Source information =>

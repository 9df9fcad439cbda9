//! Output formatting utilities for CLI.

// Rates are displayed, never computed back into game state
#![allow(clippy::cast_precision_loss)]

use serde::Serialize;
use slots::sim::{SimSummary, Strategy};
use slots::{GameConfig, HighScoreRecord, Symbol};
use std::fmt::Write as _;

/// Placeholder for empty leaderboard rows.
const EMPTY_ROW: &str = "???";

/// JSON-serializable leaderboard row.
#[derive(Debug, Serialize)]
pub(super) struct JsonLeaderboardRow {
    /// 1-based position.
    rank: usize,
    /// Player name.
    name: String,
    /// Cumulative score.
    score: i64,
    /// Visits recorded.
    plays: u32,
    /// Nudges and holds across those visits.
    moves_used: u64,
}

/// Build the JSON leaderboard from records already ordered best first.
pub(super) fn leaderboard_json(records: &[HighScoreRecord]) -> Vec<JsonLeaderboardRow> {
    records
        .iter()
        .enumerate()
        .map(|(i, r)| JsonLeaderboardRow {
            rank: i + 1,
            name: r.name.clone(),
            score: r.score,
            plays: r.plays,
            moves_used: r.moves_used,
        })
        .collect()
}

/// Leaderboard lines, best first, padded with `???` rows up to `capacity`.
pub(crate) fn leaderboard_lines(records: &[HighScoreRecord], capacity: usize) -> Vec<String> {
    (0..capacity.max(records.len()))
        .map(|i| match records.get(i) {
            Some(r) => format!(
                "{:>2}. {:<10} {:>6} {:>5} {:>5}",
                i + 1,
                r.name,
                r.score,
                r.plays,
                r.moves_used
            ),
            None => format!(
                "{:>2}. {EMPTY_ROW:<10} {EMPTY_ROW:>6} {EMPTY_ROW:>5} {EMPTY_ROW:>5}",
                i + 1
            ),
        })
        .collect()
}

/// Format the leaderboard as human-readable text.
pub(super) fn format_leaderboard_text(records: &[HighScoreRecord], capacity: usize) -> String {
    let mut output = String::from("High Scores\n\n");
    let _ = writeln!(
        output,
        "  {:>2}  {:<10} {:>6} {:>5} {:>5}",
        "#", "Name", "Score", "Plays", "Moves"
    );
    for line in leaderboard_lines(records, capacity) {
        output.push_str("  ");
        output.push_str(&line);
        output.push('\n');
    }
    output
}

/// JSON-serializable paytable.
#[derive(Debug, Serialize)]
pub(super) struct JsonPaytable {
    /// Prize per symbol for five of a kind.
    prizes: Vec<JsonPrize>,
    /// Cost of a full spin.
    play_cost: i64,
    /// Cost of a nudge.
    nudge_cost: i64,
    /// Cost of a hold.
    hold_cost: i64,
    /// Moves allowed between full spins.
    max_moves: u32,
}

/// One paytable row.
#[derive(Debug, Serialize)]
struct JsonPrize {
    /// Symbol name.
    symbol: &'static str,
    /// Prize paid.
    prize: u32,
}

impl JsonPaytable {
    /// Create from the game configuration.
    pub(super) fn new(config: &GameConfig) -> Self {
        Self {
            prizes: Symbol::paytable()
                .map(|(symbol, prize)| JsonPrize {
                    symbol: symbol.name(),
                    prize,
                })
                .collect(),
            play_cost: config.play_cost,
            nudge_cost: config.nudge_cost,
            hold_cost: config.hold_cost,
            max_moves: config.max_moves,
        }
    }
}

/// Paytable lines shared by the text output and the TUI side panel.
pub(crate) fn paytable_lines(config: &GameConfig) -> Vec<String> {
    let mut lines: Vec<String> = Symbol::paytable()
        .map(|(symbol, prize)| format!("5 x {:<8} {prize:>4}", symbol.name()))
        .collect();
    lines.push(String::new());
    lines.push(format!("Spin  {:>4}", config.play_cost));
    lines.push(format!("Nudge {:>4}", config.nudge_cost));
    lines.push(format!("Hold  {:>4}", config.hold_cost));
    lines.push(format!("Moves {:>4} per spin", config.max_moves));
    lines
}

/// Format the paytable as human-readable text.
pub(super) fn format_paytable_text(config: &GameConfig) -> String {
    let mut output = String::from("Paytable\n\n");
    for line in paytable_lines(config) {
        output.push_str("  ");
        output.push_str(&line);
        output.push('\n');
    }
    output
}

/// JSON-serializable simulation result.
#[derive(Debug, Serialize)]
pub(super) struct JsonSimResult {
    /// Strategy the scripted player used.
    strategy: Strategy,
    /// Base seed of the batch.
    seed: u64,
    /// Raw totals.
    summary: SimSummary,
    /// Paid out over paid in.
    return_to_player: f64,
    /// Winning rounds per full spin.
    hit_rate: f64,
    /// Mean net pot per session.
    avg_net_pot: f64,
}

impl JsonSimResult {
    /// Create from aggregated stats.
    pub(super) fn new(summary: &SimSummary, strategy: Strategy, seed: u64) -> Self {
        Self {
            strategy,
            seed,
            summary: *summary,
            return_to_player: summary.return_to_player(),
            hit_rate: summary.hit_rate(),
            avg_net_pot: avg_net_pot(summary),
        }
    }
}

fn avg_net_pot(summary: &SimSummary) -> f64 {
    if summary.sessions == 0 {
        return 0.0;
    }
    summary.net_pot as f64 / summary.sessions as f64
}

/// Format simulation results as human-readable text.
pub(super) fn format_sim_text(summary: &SimSummary, strategy: Strategy, seed: u64) -> String {
    let mut output = String::new();

    let _ = writeln!(output, "Simulation Results (strategy: {strategy:?}, seed: {seed})");
    let _ = writeln!(output, "  Sessions: {} ({} busted, {} failed)", summary.sessions, summary.busted, summary.failed);
    let _ = writeln!(output, "  Spins: {}  Moves used: {}", summary.spins, summary.moves_used);
    let _ = writeln!(output, "  Wagered: {}  Won: {}", summary.wagered, summary.won);
    let _ = writeln!(output, "  Return to player: {:.2}%", summary.return_to_player() * 100.0);
    let _ = writeln!(output, "  Hit rate: {:.3}%", summary.hit_rate() * 100.0);
    let _ = writeln!(output, "  Avg net pot: {:+.1}", avg_net_pot(summary));
    if let Some(best) = summary.best_net_pot {
        let _ = writeln!(output, "  Best net pot: {best:+}");
    }

    output.push_str("\n  Wins by symbol:\n");
    for (symbol, wins) in Symbol::ALL.iter().zip(summary.wins_by_symbol) {
        let _ = writeln!(output, "    {:<8} {wins:>8}", symbol.name());
    }

    output
}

Problem requirements =>
Where a line in the records above includes the string "HighScoreRecord", show it.

Completed task =>
use slots::{GameConfig, HighScoreRecord, Symbol};
pub(super) fn leaderboard_json(records: &[HighScoreRecord]) -> Vec<JsonLeaderboardRow> {
pub(crate) fn leaderboard_lines(records: &[HighScoreRecord], capacity: usize) -> Vec<String> {
pub(super) fn format_leaderboard_text(records: &[HighScoreRecord], capacity: usize) -> String {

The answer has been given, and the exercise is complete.